3. Load Root Partition From SSD

2. Serial Port

It is easier to troubleshoot problems with the device if you connect to the serial port. For example this lets you get to the U-Boot command prompt.

You will need a command line utility to connect to the serial port. The standard is minicom. I use BootTerm:

git clone https://github.com/wtarreau/bootterm
cd bootterm
make
sudo make install

There are two USB C ports on the back of the device, one labelled USB-CPD for power, the other labelled DEBUG for the serial port. Connect a USB cable from the serial port on the R6C to a USB port on your laptop.

On your laptop, do:

sudo bt -b 1500000

Now power up the NanoPi. The first time I try this it does not work.

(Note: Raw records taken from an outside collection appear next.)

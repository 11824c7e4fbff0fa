//! Configuration for the surety engine

use crate::{Error, Result};
use ledger_core::{Address, Amount};
use rust_decimal::Decimal;
use serde::{Deserialize, Serialize};
use std::str::FromStr;

/// Engine configuration
#[derive(Debug, Clone, Serialize, Deserialize)]
pub struct Config {
    /// Service name
    pub service_name: String,

    /// Service version
    pub service_version: String,

    /// Identity the engine uses when calling into the ledger
    pub engine_address: Address,

    /// Below this many airlines, registration needs no vote
    pub bootstrap_airline_threshold: u64,

    /// Ledger configuration
    pub ledger: ledger_core::Config,

    /// Oracle quorum settings
    pub oracle: OracleConfig,

    /// Actor settings
    pub actor: ActorConfig,

    /// Expiry sweep settings
    pub scheduler: SchedulerConfig,

    /// Notification channel capacity
    pub bus_capacity: usize,
}

impl Default for Config {
    fn default() -> Self {
        Self {
            service_name: "surety-engine".to_string(),
            service_version: env!("CARGO_PKG_VERSION").to_string(),
            engine_address: Address::new("0x00000000000000000000000000000000005e7e7e"),
            bootstrap_airline_threshold: 4,
            ledger: ledger_core::Config::default(),
            oracle: OracleConfig::default(),
            actor: ActorConfig::default(),
            scheduler: SchedulerConfig::default(),
            bus_capacity: message_bus::DEFAULT_CHANNEL_CAPACITY,
        }
    }
}

/// Oracle quorum settings
#[derive(Debug, Clone, Serialize, Deserialize)]
pub struct OracleConfig {
    /// Indexes are drawn from `[0, index_range)`
    pub index_range: u8,

    /// Matching responses needed to resolve a round
    pub min_responses: usize,

    /// Fee an oracle pays to register
    pub registration_fee: Amount,

    /// Open rounds older than this expire
    pub round_ttl_secs: u64,
}

impl Default for OracleConfig {
    fn default() -> Self {
        Self {
            index_range: 10,
            min_responses: 3,
            registration_fee: Decimal::ONE,
            round_ttl_secs: 3600,
        }
    }
}

/// Actor settings
#[derive(Debug, Clone, Serialize, Deserialize)]
pub struct ActorConfig {
    /// Bounded mailbox size
    pub mailbox_capacity: usize,
}

impl Default for ActorConfig {
    fn default() -> Self {
        Self {
            mailbox_capacity: 1000,
        }
    }
}

/// Round expiry sweep settings
#[derive(Debug, Clone, Serialize, Deserialize)]
pub struct SchedulerConfig {
    /// Seconds between sweeps
    pub sweep_interval_secs: u64,

    /// Run the sweep at all
    pub enabled: bool,
}

impl Default for SchedulerConfig {
    fn default() -> Self {
        Self {
            sweep_interval_secs: 60,
            enabled: true,
        }
    }
}

impl Config {
    /// Load from file
    pub fn from_file(path: impl AsRef<std::path::Path>) -> Result<Self> {
        let content = std::fs::read_to_string(path)?;
        let config: Config = toml::from_str(&content)
            .map_err(|e| Error::Config(format!("Failed to parse config: {}", e)))?;
        config.validate()?;
        Ok(config)
    }

    /// Load from environment variables
    pub fn from_env() -> Result<Self> {
        let mut config = Config {
            ledger: ledger_core::Config::from_env()?,
            ..Config::default()
        };

        if let Ok(address) = std::env::var("SURETY_ENGINE_ADDRESS") {
            config.engine_address = Address::new(address);
        }

        if let Ok(threshold) = std::env::var("SURETY_BOOTSTRAP_AIRLINES") {
            config.bootstrap_airline_threshold = parse_var("SURETY_BOOTSTRAP_AIRLINES", &threshold)?;
        }

        if let Ok(range) = std::env::var("SURETY_ORACLE_INDEX_RANGE") {
            config.oracle.index_range = parse_var("SURETY_ORACLE_INDEX_RANGE", &range)?;
        }

        if let Ok(min) = std::env::var("SURETY_ORACLE_MIN_RESPONSES") {
            config.oracle.min_responses = parse_var("SURETY_ORACLE_MIN_RESPONSES", &min)?;
        }

        if let Ok(fee) = std::env::var("SURETY_ORACLE_FEE") {
            config.oracle.registration_fee = Decimal::from_str(&fee)
                .map_err(|e| Error::Config(format!("Invalid amount in SURETY_ORACLE_FEE: {}", e)))?;
        }

        if let Ok(ttl) = std::env::var("SURETY_ROUND_TTL_SECS") {
            config.oracle.round_ttl_secs = parse_var("SURETY_ROUND_TTL_SECS", &ttl)?;
        }

        if let Ok(interval) = std::env::var("SURETY_SWEEP_INTERVAL_SECS") {
            config.scheduler.sweep_interval_secs = parse_var("SURETY_SWEEP_INTERVAL_SECS", &interval)?;
        }

        config.validate()?;
        Ok(config)
    }

    /// Reject values the engine cannot operate with
    pub fn validate(&self) -> Result<()> {
        self.ledger.validate()?;

        if self.oracle.index_range < 3 {
            return Err(Error::Config(format!(
                "index_range {} cannot hold three distinct indexes",
                self.oracle.index_range
            )));
        }
        if self.oracle.min_responses == 0 {
            return Err(Error::Config("min_responses must be at least 1".to_string()));
        }
        if self.oracle.registration_fee.is_sign_negative() {
            return Err(Error::Config("oracle registration fee must not be negative".to_string()));
        }
        if self.actor.mailbox_capacity == 0 || self.bus_capacity == 0 {
            return Err(Error::Config("channel capacities must be non-zero".to_string()));
        }
        if self.scheduler.enabled && self.scheduler.sweep_interval_secs == 0 {
            return Err(Error::Config("sweep_interval_secs must be non-zero".to_string()));
        }
        if self.engine_address == self.ledger.owner {
            return Err(Error::Config(
                "engine_address must differ from the ledger owner".to_string(),
            ));
        }

        Ok(())
    }
}

fn parse_var<T: FromStr>(var: &str, value: &str) -> Result<T>
where
    T::Err: std::fmt::Display,
{
    value
        .parse()
        .map_err(|e| Error::Config(format!("Invalid value in {}: {}", var, e)))
}

#[cfg(test)]
mod tests {
    use super::*;
    use std::io::Write;

    #[test]
    fn test_default_config() {
        let config = Config::default();
        assert_eq!(config.bootstrap_airline_threshold, 4);
        assert_eq!(config.oracle.min_responses, 3);
        assert_eq!(config.actor.mailbox_capacity, 1000);
        assert!(config.validate().is_ok());
    }

    #[test]
    fn test_validate_index_range() {
        let mut config = Config::default();
        config.oracle.index_range = 2;
        assert!(matches!(config.validate(), Err(Error::Config(_))));
    }

    #[test]
    fn test_validate_zero_quorum() {
        let mut config = Config::default();
        config.oracle.min_responses = 0;
        assert!(config.validate().is_err());
    }

    #[test]
    fn test_from_file() {
        let mut file = tempfile::NamedTempFile::new().unwrap();
        write!(
            file,
            r#"
service_name = "surety-test"
service_version = "0.0.1"
engine_address = "0xengine"
bootstrap_airline_threshold = 2
bus_capacity = 64

[ledger]
service_name = "ledger-test"
service_version = "0.0.1"
owner = "0xowner"
initial_funds = "10"

[ledger.policy]
registration_fee = "10"
insurance_cap = "1"
consensus_numerator = 1
consensus_denominator = 2
premium_numerator = 3
premium_denominator = 2

[oracle]
index_range = 5
min_responses = 2
registration_fee = "1"
round_ttl_secs = 60

[actor]
mailbox_capacity = 16

[scheduler]
sweep_interval_secs = 5
enabled = false
"#
        )
        .unwrap();

        let config = Config::from_file(file.path()).unwrap();
        assert_eq!(config.engine_address, Address::new("0xengine"));
        assert_eq!(config.oracle.index_range, 5);
        assert_eq!(config.ledger.owner, Address::new("0xowner"));
        assert!(!config.scheduler.enabled);
    }
}
//! Error types for message bus

use thiserror::Error;

/// Message bus error
#[derive(Debug, Error)]
pub enum Error {
    /// Publish error
    #[error("Publish error: {0}")]
    Publish(String),

    /// Subscribe error
    #[error("Subscribe error: {0}")]
    Subscribe(String),

    /// Every sender is gone
    #[error("Message bus closed")]
    Closed,

    /// Serialization error
    #[error("Serialization error: {0}")]
    Serialization(#[from] serde_json::Error),
}

/// Result type
pub type Result<T> = std::result::Result<T, Error>;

On the laptop I run dmesg and it says:

[70743.937494] usb 1-11: new full-speed USB device number 26 using xhci_hcd
[70744.087234] usb 1-11: New USB device found, idVendor=1a86, idProduct=7523, bcdDevice= 2.64
[70744.087239] usb 1-11: New USB device strings: Mfr=0, Product=2, SerialNumber=0
[70744.087240] usb 1-11: Product: USB Serial
[70744.089068] ch341 1-11:1.0: ch341-uart converter detected
[70744.089565] usb 1-11: ch341-uart converter now attached to ttyUSB0
[70746.346638] usb 1-11: usbfs: interface 0 claimed by ch341 while 'brltty' sets config #1
[70746.347190] ch341-uart ttyUSB0: ch341-uart converter now disconnected from ttyUSB0
[70746.347204] ch341 1-11:1.0: device disconnected
[70818.398641] usb 1-11: USB disconnect, device number 26

The R6C appears on device ttyUSB0, but some process called brltty grabs the connection before BootTerm can. So I disable brltty:

erik@laptop:~$ sudo systemctl stop brltty-udev.service
erik@laptop:~$ sudo systemctl mask brltty-udev.service
Created symlink /etc/systemd/system/brltty-udev.service → /dev/null.
erik@laptop:~$ sudo systemctl stop brltty.service
erik@laptop:~$ sudo systemctl disable brltty.service

Then I restart everything and now BootTerm shows me the output of the serial port from the NanoPi.